Lugar de proyección de sueños, organización de viajes, break dance, cantarolas, borracheras, partidas de truco con piñata incluida y tertulias trasnochadas.

Hoy era uno de esos días tranquilos, en que la barra no estaba —vaya a saber uno por qué, pero a veces sucedía—, y los que quedamos nos dedicamos a surfear el tiempo entre pequeños chistes, miradas cómplices y risas infantiles. Lo cierto es que no pasaba nada de nada, pero igual éramos felices, ahí sentados, bajo el resguardo del palier.

Seguro que alguien llegaría en cualquier momento con alguna historia, anécdota, chisme, problema, y ya podía suceder cualquier cosa, siempre había que estar dispuesto a lo que fuera.

Desde ese palier vi caer un eucalipto de 100 años, me rompí la cabeza cuatro veces, vi a un vecino atravesar un ventanal empujado por otro, fumé porro, comí tortas fritas, jugué a la tapadita y robé un beso de la vecina que me gustaba. Igual no me saco cartel porque siempre fui muy cagón para las cuestiones del amor.

Pero esa tarde no sé por qué no pasaba nada, todo era silencio, todo estaba tranquilo, todo transcurría sin pena ni gloria, pero igual éramos felices.

El que siempre estaba dispuesto a torcer su destino era el Toby, el único perro que tuve, y nunca más quise tener otro. Siempre decíamos en casa que cuando muriera le íbamos a cortar una oreja para clonarlo porque era un cra. Muy hincha huevos, pero un cra, un tipo inigualable. Tengo claro que todo ser en esta tierra cree que tuvo o tiene la mejor mascota del mundo, pero a veces me gusta olvidarme por un rato y pensar que la mía de verdad lo fue.

A lo que iba es a que el Toby en su vida metió infinidad de anécdotas que lograron trascendencia y galardones, cuentos interminables en asados, risas y sobre todo admiración por ese pequeño ser de cuatro patas, que se aventuró en forma quijotesca a todo lo que encontró en su camino. Coqueteó con la muerte varias veces, un cáncer de pito, un fierrazo en la cabeza, un choque espectacular que solo le causó quince días de diarrea y un accidente que lo llevó a perder la memoria, cambiar su identidad y vivir en la Facultad de Arquitectura por un par de años, una especie de telenovela de la tarde en modo perro. También, a diferencia de su amo (yo), se revolvía bastante bien en el amor y por un tiempo tuvo una suerte de relación estable con la Osa, perra de unos vecinos cruzando la calle, frente a las viviendas. Siempre venían a reclamarnos que su perra había tenido crías del Toby, que nos hiciéramos cargo, en una especie de paternidad por transitiva. A lo cual nos negamos rotundamente todas las veces, argumentando que no había pruebas fehacientes de que esos cachorros fueran del Toby.

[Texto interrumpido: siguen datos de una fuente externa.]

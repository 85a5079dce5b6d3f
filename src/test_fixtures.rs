// Shared fixtures for the unit tests.

use serde_json::{json, Value};
use std::cell::Cell;

use crate::config::{KrakenThresholds, SylphThresholds, ViralAlignerThresholds};
use crate::taxdb::{TaxDb, Taxonomy};
use crate::types::{
    AlignmentRecord, ClassifierRecord, ContainmentRecord, ContainmentValue, RawRank, TaxId,
    TaxonRecord,
};

const SMALL_TAXDB: &[(TaxId, TaxId, &str, &str)] = &[
    (1, 1, "root", "no rank"),
    (131567, 1, "cellular organisms", "no rank"),
    (2, 131567, "Bacteria", "superkingdom"),
    (10239, 1, "Viruses", "superkingdom"),
    // Borreliella
    (1643685, 2, "Borreliaceae", "family"),
    (64895, 1643685, "Borreliella", "genus"),
    (139, 64895, "Borreliella burgdorferi", "species"),
    // Fusobacterium
    (203491, 2, "Fusobacteriaceae", "family"),
    (848, 203491, "Fusobacterium", "genus"),
    (851, 848, "Fusobacterium nucleatum", "species"),
    (859, 848, "Fusobacterium necrophorum", "species"),
    (860, 848, "Fusobacterium mortiferum", "species"),
    (1410656, 859, "Fusobacterium necrophorum subsp. funduliforme", "subspecies"),
    // Bordetella
    (506, 2, "Alcaligenaceae", "family"),
    (517, 506, "Bordetella", "genus"),
    (520, 517, "Bordetella pertussis", "species"),
    // Mycoplasmoides
    (2093, 2, "Mycoplasmataceae", "family"),
    (2767358, 2093, "Mycoplasmoides", "genus"),
    (2104, 2767358, "Mycoplasmoides pneumoniae", "species"),
    // species without a genus
    (563835, 2, "Chitinophagaceae", "family"),
    (1869212, 563835, "Chitinophagaceae bacterium", "species"),
    // strain
    (186803, 2, "Lachnospiraceae", "family"),
    (1526, 186803, "[Clostridium] aminophilum", "species"),
    (1121296, 1526, "[Clostridium] aminophilum DSM 10710", "strain"),
    // viruses
    (11102, 10239, "Hepacivirus", "genus"),
    (3052230, 11102, "Hepacivirus hominis", "species"),
    (2788787, 10239, "unclassified Caudoviricetes", "no rank"),
    (2696357, 2788787, "Caudoviricetes sp.", "species"),
];

fn taxdb_from(lines: &[(TaxId, TaxId, String, String)]) -> TaxDb {
    let text: String = lines
        .iter()
        .map(|(id, parent, name, rank)| format!("{}\t{}\t{}\t{}\n", id, parent, name, rank))
        .collect();
    TaxDb::from_reader(text.as_bytes()).unwrap()
}

pub fn small_taxdb() -> TaxDb {
    let lines: Vec<_> = SMALL_TAXDB
        .iter()
        .map(|&(id, parent, name, rank)| (id, parent, name.to_string(), rank.to_string()))
        .collect();
    taxdb_from(&lines)
}

/// Counts every taxonomy query it forwards.
pub struct CountingTaxonomy<'a> {
    inner: &'a TaxDb,
    calls: Cell<usize>,
}

impl<'a> CountingTaxonomy<'a> {
    pub fn new(inner: &'a TaxDb) -> Self {
        Self { inner, calls: Cell::new(0) }
    }

    pub fn calls(&self) -> usize {
        self.calls.get()
    }

    fn tick(&self) {
        self.calls.set(self.calls.get() + 1);
    }
}

impl Taxonomy for CountingTaxonomy<'_> {
    fn get_record(&self, taxid: TaxId) -> Option<TaxonRecord> {
        self.tick();
        self.inner.get_record(taxid)
    }

    fn get_parent_record(&self, taxid: TaxId) -> Option<TaxonRecord> {
        self.tick();
        self.inner.get_parent_record(taxid)
    }

    fn is_bacteria(&self, taxid: TaxId) -> bool {
        self.tick();
        self.inner.is_bacteria(taxid)
    }

    fn get_genus_taxid(&self, taxid: TaxId) -> Option<TaxId> {
        self.tick();
        self.inner.get_genus_taxid(taxid)
    }

    fn get_species_taxid(&self, taxid: TaxId) -> Option<TaxId> {
        self.tick();
        self.inner.get_species_taxid(taxid)
    }
}

pub fn kraken_thresholds() -> KrakenThresholds {
    KrakenThresholds {
        read_threshold: 10,
        genus_rank_threshold: 3,
        genus_read_pct_threshold: 20.0,
    }
}

pub fn sylph_thresholds() -> SylphThresholds {
    SylphThresholds {
        containment_index_threshold: 0.2,
        effective_coverage_threshold: 1.0,
    }
}

pub fn viral_thresholds() -> ViralAlignerThresholds {
    ViralAlignerThresholds {
        evenness_value: 25.0,
        coverage_1x: 25.0,
        uniquely_mapped_reads: 0.0,
        mean_read_identity: 90.0,
        mean_alignment_length: 500.0,
    }
}

pub fn record(taxon_id: TaxId, rank: &str, direct: u64, descendants: u64, name: &str) -> ClassifierRecord {
    ClassifierRecord {
        taxon_id,
        raw_rank: RawRank::from(rank.to_string()),
        count_direct: direct,
        count_descendants: descendants,
        human_readable: name.to_string(),
    }
}

pub fn containment(
    taxon_id: Option<TaxId>,
    name: &str,
    containment_index: f64,
    effective_coverage: f64,
) -> ContainmentRecord {
    ContainmentRecord {
        taxon_id,
        human_readable: name.to_string(),
        containment_index: Some(ContainmentValue::Number(containment_index)),
        effective_coverage: Some(effective_coverage),
    }
}

pub fn alignment(
    taxon_id: TaxId,
    name: &str,
    evenness_value: f64,
    coverage_1x: f64,
    uniquely_mapped_reads: f64,
    mean_read_identity: f64,
    mean_alignment_length: f64,
) -> AlignmentRecord {
    AlignmentRecord {
        taxon_id,
        human_readable: name.to_string(),
        evenness_value,
        coverage_1x,
        uniquely_mapped_reads,
        mean_read_identity,
        mean_alignment_length,
    }
}

pub struct KrakenScenario {
    pub taxdb: TaxDb,
    pub records: Vec<ClassifierRecord>,
}

/// A report with 80 bacterial species in 56 genera, 14 of which hold more
/// than one species, laid out like a Kraken report (genus row, then its
/// species). Species clade reads per genus:
///
/// - 42 genera with one species of 50 reads (genus 60)
/// - 6 genera with `[60, 40]` (genus 100): the runner-up is high confidence
/// - 6 genera with `[80, 15, 5]` (genus 100)
/// - 2 genera with `[90, 9, 9, 9]` (genus 120)
///
/// plus rows that must not reach the tables: a genus without species, a
/// species whose genus row is missing, viral rows and unclassified reads.
pub fn kraken_scenario() -> KrakenScenario {
    let mut lines: Vec<(TaxId, TaxId, String, String)> = vec![
        (1, 1, "root".into(), "no rank".into()),
        (2, 1, "Bacteria".into(), "superkingdom".into()),
        (5000, 2, "Exampleaceae".into(), "family".into()),
        (10239, 1, "Viruses".into(), "superkingdom".into()),
        (11102, 10239, "Hepacivirus".into(), "genus".into()),
        (3052230, 11102, "Hepacivirus hominis".into(), "species".into()),
    ];
    let mut records = vec![
        record(0, "U", 900, 900, "unclassified"),
        record(1, "R", 10, 9000, "root"),
        record(2, "D", 5, 8000, "Bacteria"),
        record(5000, "F", 0, 7900, "Exampleaceae"),
    ];

    let mut layouts: Vec<(u64, Vec<u64>)> = Vec::new();
    layouts.extend(std::iter::repeat((10, vec![50])).take(42));
    layouts.extend(std::iter::repeat((0, vec![60, 40])).take(6));
    layouts.extend(std::iter::repeat((0, vec![80, 15, 5])).take(6));
    layouts.extend(std::iter::repeat((3, vec![90, 9, 9, 9])).take(2));

    for (g, (direct, species)) in layouts.iter().enumerate() {
        let genus_id = 10_000 + g as TaxId;
        let genus_name = format!("Genus{}", g);
        lines.push((genus_id, 5000, genus_name.clone(), "genus".into()));

        let total: u64 = direct + species.iter().sum::<u64>();
        records.push(record(genus_id, "G", *direct, total, &genus_name));

        for (s, reads) in species.iter().enumerate() {
            let species_id = 1_000_000 + genus_id * 10 + s as TaxId;
            let species_name = format!("{} species{}", genus_name, s);
            lines.push((species_id, genus_id, species_name.clone(), "species".into()));
            records.push(record(species_id, "S", *reads, *reads, &species_name));
        }
    }

    // genus with no species rows
    lines.push((9000, 5000, "Lonelygenus".into(), "genus".into()));
    records.push(record(9000, "G", 40, 40, "Lonelygenus"));
    // species whose genus is not in the report
    lines.push((9100, 5000, "Absentgenus".into(), "genus".into()));
    lines.push((9101, 9100, "Absentgenus alone".into(), "species".into()));
    records.push(record(9101, "S", 70, 70, "Absentgenus alone"));
    // subspecies rows are not species rows
    lines.push((9102, 9101, "Absentgenus alone subsp. a".into(), "subspecies".into()));
    records.push(record(9102, "S1", 30, 30, "Absentgenus alone subsp. a"));
    // viral rows
    records.push(record(11102, "G", 0, 500, "Hepacivirus"));
    records.push(record(3052230, "S", 500, 500, "Hepacivirus hominis"));

    KrakenScenario {
        taxdb: taxdb_from(&lines),
        records,
    }
}

/// A sample record with a few rows in each table.
pub fn sample_record_json() -> Value {
    json!({
        "climb_id": "ID-12345678",
        "classifier_calls": [
            {"taxon_id": 848, "raw_rank": "G", "count_direct": 5, "count_descendants": 100,
             "human_readable": "Fusobacterium", "classifier": "kraken2"},
            {"taxon_id": 859, "raw_rank": "S", "count_direct": 30, "count_descendants": 30,
             "human_readable": "Fusobacterium necrophorum", "classifier": "kraken2"},
            {"taxon_id": 851, "raw_rank": "S", "count_direct": 65, "count_descendants": 65,
             "human_readable": "Fusobacterium nucleatum", "classifier": "kraken2"}
        ],
        "sylph_results": [
            {"taxon_id": 1869212, "human_readable": "Chitinophagaceae bacterium",
             "containment_index": "512/1024", "effective_coverage": 3.2},
            {"taxon_id": 520, "human_readable": "Bordetella pertussis",
             "containment_index": 0.91, "effective_coverage": 14.0},
            {"taxon_id": "2104", "human_readable": "Mycoplasmoides pneumoniae",
             "containment_index": "0.2", "effective_coverage": 1.0}
        ],
        "alignment_results": [
            {"taxon_id": 3052230, "human_readable": "Hepacivirus hominis",
             "evenness_value": 80.0, "coverage_1x": 95.0, "uniquely_mapped_reads": 300,
             "mean_read_identity": 99.1, "mean_alignment_length": 1200.0},
            {"taxon_id": 2696357, "human_readable": "Caudoviricetes sp.",
             "evenness_value": 10.0, "coverage_1x": 5.0, "uniquely_mapped_reads": 3,
             "mean_read_identity": 97.0, "mean_alignment_length": 300.0}
        ]
    })
}
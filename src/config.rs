//src/config.rs

use serde::de::DeserializeOwned;
use serde::{Deserialize, Serialize};
use serde_yaml::{Mapping, Value};
use std::path::Path;

use crate::error::{ClasparError, Result};

pub const KRAKEN_SECTION: &str = "kraken_bacterial_filters";
pub const SYLPH_SECTION: &str = "sylph_filters";
pub const VIRAL_ALIGNER_SECTION: &str = "viral_aligner_filters";

/// Thresholds shipped with the crate, used when no config file is given.
const BUNDLED_THRESHOLDS: &str = include_str!("../data/filter_thresholds.yaml");

#[derive(Debug, Clone, Copy, PartialEq, Serialize, Deserialize)]
pub struct KrakenThresholds {
    /// Minimum reads (clade count) for a species.
    #[serde(rename = "READ_THRESHOLD")]
    pub read_threshold: u64,
    /// Highest accepted rank of a species within its genus.
    #[serde(rename = "GENUS_RANK_THRESHOLD")]
    pub genus_rank_threshold: u32,
    /// Minimum share (percent) of the genus reads held by the species.
    #[serde(rename = "GENUS_READ_PCT_THRESHOLD")]
    pub genus_read_pct_threshold: f64,
}

impl KrakenThresholds {
    pub const FILTERS: &'static [&'static str] = &[
        "READ_THRESHOLD",
        "GENUS_RANK_THRESHOLD",
        "GENUS_READ_PCT_THRESHOLD",
    ];
}

#[derive(Debug, Clone, Copy, PartialEq, Serialize, Deserialize)]
pub struct SylphThresholds {
    #[serde(rename = "CONTAINMENT_INDEX_THRESHOLD")]
    pub containment_index_threshold: f64,
    #[serde(rename = "EFFECTIVE_COVERAGE_THRESHOLD")]
    pub effective_coverage_threshold: f64,
}

impl SylphThresholds {
    pub const FILTERS: &'static [&'static str] = &[
        "CONTAINMENT_INDEX_THRESHOLD",
        "EFFECTIVE_COVERAGE_THRESHOLD",
    ];
}

#[derive(Debug, Clone, Copy, PartialEq, Serialize, Deserialize)]
pub struct ViralAlignerThresholds {
    #[serde(rename = "EVENNESS_VALUE")]
    pub evenness_value: f64,
    #[serde(rename = "COVERAGE_1X")]
    pub coverage_1x: f64,
    #[serde(rename = "UNIQUELY_MAPPED_READS")]
    pub uniquely_mapped_reads: f64,
    #[serde(rename = "MEAN_READ_IDENTITY")]
    pub mean_read_identity: f64,
    #[serde(rename = "MEAN_ALIGNMENT_LENGTH")]
    pub mean_alignment_length: f64,
}

impl ViralAlignerThresholds {
    pub const FILTERS: &'static [&'static str] = &[
        "EVENNESS_VALUE",
        "COVERAGE_1X",
        "UNIQUELY_MAPPED_READS",
        "MEAN_READ_IDENTITY",
        "MEAN_ALIGNMENT_LENGTH",
    ];
}

/// Filter thresholds for all three pipelines.
#[derive(Debug, Clone, Copy, PartialEq, Serialize)]
pub struct FilterConfig {
    pub kraken_bacterial_filters: KrakenThresholds,
    pub sylph_filters: SylphThresholds,
    pub viral_aligner_filters: ViralAlignerThresholds,
}

impl FilterConfig {
    pub fn from_file<P: AsRef<Path>>(path: P) -> Result<Self> {
        let path = path.as_ref();
        let content = std::fs::read_to_string(path).map_err(|source| ClasparError::ConfigRead {
            path: path.to_path_buf(),
            source,
        })?;
        Self::from_yaml_str(&content)
    }

    pub fn bundled() -> Result<Self> {
        Self::from_yaml_str(BUNDLED_THRESHOLDS)
    }

    pub fn from_yaml_str(content: &str) -> Result<Self> {
        let root: Mapping = serde_yaml::from_str(content)?;
        Ok(Self {
            kraken_bacterial_filters: section(&root, KRAKEN_SECTION, KrakenThresholds::FILTERS)?,
            sylph_filters: section(&root, SYLPH_SECTION, SylphThresholds::FILTERS)?,
            viral_aligner_filters: section(
                &root,
                VIRAL_ALIGNER_SECTION,
                ViralAlignerThresholds::FILTERS,
            )?,
        })
    }
}

fn section<T: DeserializeOwned>(root: &Mapping, name: &str, filters: &[&str]) -> Result<T> {
    let value = root
        .get(name)
        .ok_or_else(|| ClasparError::MissingSection(name.to_string()))?;

    let provided: Vec<String> = match value {
        Value::Mapping(m) => m
            .keys()
            .filter_map(|k| k.as_str().map(str::to_string))
            .collect(),
        _ => Vec::new(),
    };
    check_filters(name, filters, &provided)?;

    Ok(serde_yaml::from_value(value.clone())?)
}

/// Compare the filters a section provides with the ones a pipeline expects.
/// Extra filters are only logged; any missing filter is an error.
pub fn check_filters(section: &str, expected: &[&str], provided: &[String]) -> Result<()> {
    for f in provided {
        if !expected.contains(&f.as_str()) {
            log::info!("Filter '{}' is not set to be used.", f);
        }
    }

    let missing: Vec<String> = expected
        .iter()
        .filter(|f| !provided.iter().any(|p| p == *f))
        .map(|f| f.to_string())
        .collect();
    for f in &missing {
        log::error!("Filter '{}' has not been provided and is required. Exiting.", f);
    }

    if missing.is_empty() {
        Ok(())
    } else {
        Err(ClasparError::MissingFilters {
            section: section.to_string(),
            missing,
        })
    }
}
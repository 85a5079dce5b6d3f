// src/bacteria/kraken.rs

use ahash::AHashMap;
use serde::Serialize;
use std::cmp::Ordering;

use super::{Enrichment, Taxonomy};
use crate::config::KrakenThresholds;
use crate::filter::{passes_all, Criterion};
use crate::types::{ClassifierRecord, Confidence, RawRank, TaxId};

/// What rank the most abundant species of a genus receives.
///
/// Historically the rank was taken from the species *above* each row, so the
/// top species of every genus was left without a rank and could never pass
/// `GENUS_RANK_THRESHOLD`. `Shifted` keeps that behaviour, `ZeroBased` ranks
/// the top species 0.
#[derive(Debug, Clone, Copy, PartialEq, Eq, Default)]
pub enum GenusRankMode {
    #[default]
    Shifted,
    ZeroBased,
}

/// A bacterial genus row of the Kraken report with its species aggregates.
#[derive(Debug, Clone, PartialEq, Serialize)]
pub struct GenusSummary {
    pub taxon_id: TaxId,
    pub raw_rank: RawRank,
    pub count_direct: u64,
    pub count_descendants: u64,
    pub human_readable: String,
    pub is_bacteria: bool,
    pub parent_taxon_id: Option<TaxId>,
    pub parent_human_readable: String,
    /// Share of the genus reads that were assigned further down, at species level.
    pub prop_species: Option<f64>,
    pub genus_level_reads: u64,
    pub total_species_identified: u64,
    pub filtered_species_identified: u64,
}

/// A bacterial species row of the Kraken report, placed within its genus.
#[derive(Debug, Clone, PartialEq, Serialize)]
pub struct SpeciesSummary {
    pub taxon_id: TaxId,
    pub raw_rank: RawRank,
    pub count_direct: u64,
    pub count_descendants: u64,
    pub human_readable: String,
    pub is_bacteria: bool,
    pub parent_taxon_id: Option<TaxId>,
    pub parent_human_readable: String,
    pub genus_id: TaxId,
    pub genus_level_reads: u64,
    pub total_species_identified: u64,
    pub filtered_species_identified: u64,
    pub pct_genus_reads: Option<f64>,
    pub order_in_genus: Option<u32>,
    pub kraken_confidence: Confidence,
}

#[derive(Debug, Clone, Default, PartialEq)]
pub struct KrakenTables {
    pub species: Vec<SpeciesSummary>,
    pub genus: Vec<GenusSummary>,
}

impl KrakenTables {
    pub fn is_empty(&self) -> bool {
        self.species.is_empty() && self.genus.is_empty()
    }
}

/// Scores Kraken species calls using the read count, the rank within the
/// genus and the share of the genus reads.
pub struct KrakenEngine<'a, T: Taxonomy + ?Sized> {
    taxonomy: &'a T,
    thresholds: KrakenThresholds,
    rank_mode: GenusRankMode,
}

impl<'a, T: Taxonomy + ?Sized> KrakenEngine<'a, T> {
    pub fn new(taxonomy: &'a T, thresholds: KrakenThresholds) -> Self {
        Self {
            taxonomy,
            thresholds,
            rank_mode: GenusRankMode::default(),
        }
    }

    pub fn with_rank_mode(mut self, rank_mode: GenusRankMode) -> Self {
        self.rank_mode = rank_mode;
        self
    }

    pub fn thresholds(&self) -> &KrakenThresholds {
        &self.thresholds
    }

    /// Build the species and genus tables for one Kraken report.
    /// The input is only read; both tables are empty for an empty report.
    pub fn process(&self, records: &[ClassifierRecord]) -> KrakenTables {
        if records.is_empty() {
            return KrakenTables::default();
        }

        // 1) Parent taxonomy for every row
        let enriched: Vec<(&ClassifierRecord, Enrichment)> = records
            .iter()
            .map(|record| {
                if record.count_descendants < record.count_direct {
                    log::warn!(
                        "Taxon {} has fewer clade reads ({}) than direct reads ({})",
                        record.taxon_id,
                        record.count_descendants,
                        record.count_direct
                    );
                }
                (record, Enrichment::resolve(self.taxonomy, record.taxon_id))
            })
            .collect();

        // 2) Bacterial genus rows
        let genus_rows: Vec<&(&ClassifierRecord, Enrichment)> = enriched
            .iter()
            .filter(|(r, e)| r.raw_rank == RawRank::Genus && e.is_bacteria)
            .collect();

        // 3) Bacterial species rows, each with its genus
        let species_rows: Vec<(&ClassifierRecord, &Enrichment, TaxId)> = enriched
            .iter()
            .filter(|(r, e)| r.raw_rank == RawRank::Species && e.is_bacteria)
            .filter_map(|(r, e)| match self.taxonomy.get_genus_taxid(r.taxon_id) {
                Some(genus_id) => Some((*r, e, genus_id)),
                None => {
                    log::debug!("Species {} ({}) has no genus", r.taxon_id, r.human_readable);
                    None
                }
            })
            .collect();

        // 4) Species counts per genus
        let mut total_species: AHashMap<TaxId, u64> = AHashMap::new();
        let mut filtered_species: AHashMap<TaxId, u64> = AHashMap::new();
        for (record, _, genus_id) in &species_rows {
            *total_species.entry(*genus_id).or_default() += 1;
            if record.count_descendants >= self.thresholds.read_threshold {
                *filtered_species.entry(*genus_id).or_default() += 1;
            }
        }

        // 5) Genus table: only genera with at least one species
        let genus: Vec<GenusSummary> = genus_rows
            .iter()
            .filter_map(|(record, enrichment)| {
                let total = *total_species.get(&record.taxon_id)?;
                Some(GenusSummary {
                    taxon_id: record.taxon_id,
                    raw_rank: record.raw_rank.clone(),
                    count_direct: record.count_direct,
                    count_descendants: record.count_descendants,
                    human_readable: record.human_readable.clone(),
                    is_bacteria: enrichment.is_bacteria,
                    parent_taxon_id: enrichment.parent_taxon_id(),
                    parent_human_readable: enrichment.parent_human_readable.clone(),
                    prop_species: ratio(record.count_direct, record.count_descendants)
                        .map(|direct| 1.0 - direct),
                    genus_level_reads: record.count_descendants,
                    total_species_identified: total,
                    filtered_species_identified: filtered_species
                        .get(&record.taxon_id)
                        .copied()
                        .unwrap_or(0),
                })
            })
            .collect();

        let mut genus_index: AHashMap<TaxId, &GenusSummary> = AHashMap::new();
        for g in &genus {
            genus_index.entry(g.taxon_id).or_insert(g);
        }

        // 6) + 7) Species table: only species whose genus is in the genus table
        let mut species: Vec<SpeciesSummary> = species_rows
            .iter()
            .filter_map(|(record, enrichment, genus_id)| {
                let g = genus_index.get(genus_id)?;
                Some(SpeciesSummary {
                    taxon_id: record.taxon_id,
                    raw_rank: record.raw_rank.clone(),
                    count_direct: record.count_direct,
                    count_descendants: record.count_descendants,
                    human_readable: record.human_readable.clone(),
                    is_bacteria: enrichment.is_bacteria,
                    parent_taxon_id: enrichment.parent_taxon_id(),
                    parent_human_readable: enrichment.parent_human_readable.clone(),
                    genus_id: *genus_id,
                    genus_level_reads: g.genus_level_reads,
                    total_species_identified: g.total_species_identified,
                    filtered_species_identified: g.filtered_species_identified,
                    pct_genus_reads: ratio(record.count_descendants, g.genus_level_reads)
                        .map(|r| r * 100.0),
                    order_in_genus: None,
                    kraken_confidence: Confidence::Low,
                })
            })
            .collect();

        // 8) Rank within genus, 9) confidence
        let orders = rank_within_genus(&species, self.rank_mode);
        for (row, order) in species.iter_mut().zip(orders) {
            row.order_in_genus = order;
            row.kraken_confidence = rate_species(
                &self.thresholds,
                row.count_descendants,
                row.order_in_genus,
                row.pct_genus_reads,
            );
        }

        log::info!(
            "Kraken: {} bacterial species across {} genera",
            species.len(),
            genus.len()
        );

        KrakenTables { species, genus }
    }
}

/// High when the species has enough reads, is among the top species of its
/// genus and holds a large enough share of the genus reads.
pub fn rate_species(
    thresholds: &KrakenThresholds,
    count_descendants: u64,
    order_in_genus: Option<u32>,
    pct_genus_reads: Option<f64>,
) -> Confidence {
    Confidence::from_pass(passes_all(&[
        Criterion::at_least(
            "count_descendants",
            Some(count_descendants as f64),
            thresholds.read_threshold as f64,
        ),
        Criterion::at_most(
            "order_in_genus",
            order_in_genus.map(f64::from),
            f64::from(thresholds.genus_rank_threshold),
        ),
        Criterion::at_least(
            "pct_genus_reads",
            pct_genus_reads,
            thresholds.genus_read_pct_threshold,
        ),
    ]))
}

fn ratio(numerator: u64, denominator: u64) -> Option<f64> {
    if denominator == 0 {
        None
    } else {
        Some(numerator as f64 / denominator as f64)
    }
}

/// Rank of every row within its genus by descending `pct_genus_reads`.
/// The sort is stable, so ties keep their input order; undefined
/// percentages go last.
fn rank_within_genus(rows: &[SpeciesSummary], mode: GenusRankMode) -> Vec<Option<u32>> {
    let mut sorted: Vec<usize> = (0..rows.len()).collect();
    sorted.sort_by(|&a, &b| match (rows[a].pct_genus_reads, rows[b].pct_genus_reads) {
        (Some(x), Some(y)) => y.total_cmp(&x),
        (Some(_), None) => Ordering::Less,
        (None, Some(_)) => Ordering::Greater,
        (None, None) => Ordering::Equal,
    });

    let mut seen: AHashMap<TaxId, u32> = AHashMap::new();
    let mut orders = vec![None; rows.len()];
    for idx in sorted {
        let position = seen.entry(rows[idx].genus_id).or_insert(0);
        orders[idx] = match mode {
            GenusRankMode::ZeroBased => Some(*position),
            GenusRankMode::Shifted => position.checked_sub(1),
        };
        *position += 1;
    }
    orders
}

En cualquier momento aparecería alguien, el Pata para una doma de básquetbol, el Moquillo para agarrarlo de pinta, el Pichela con algún artilugio robado, el loco Julio pa’ cagarnos de risa, el Berruga con algo para comer, Alvarito con sus historias asombrosas, Carola con sus senos desorbitantes para babear un rato, o cualquier personaje de aquellos tiempos sin tiempo.

Pero lo cierto es que esa tarde no pasó nada.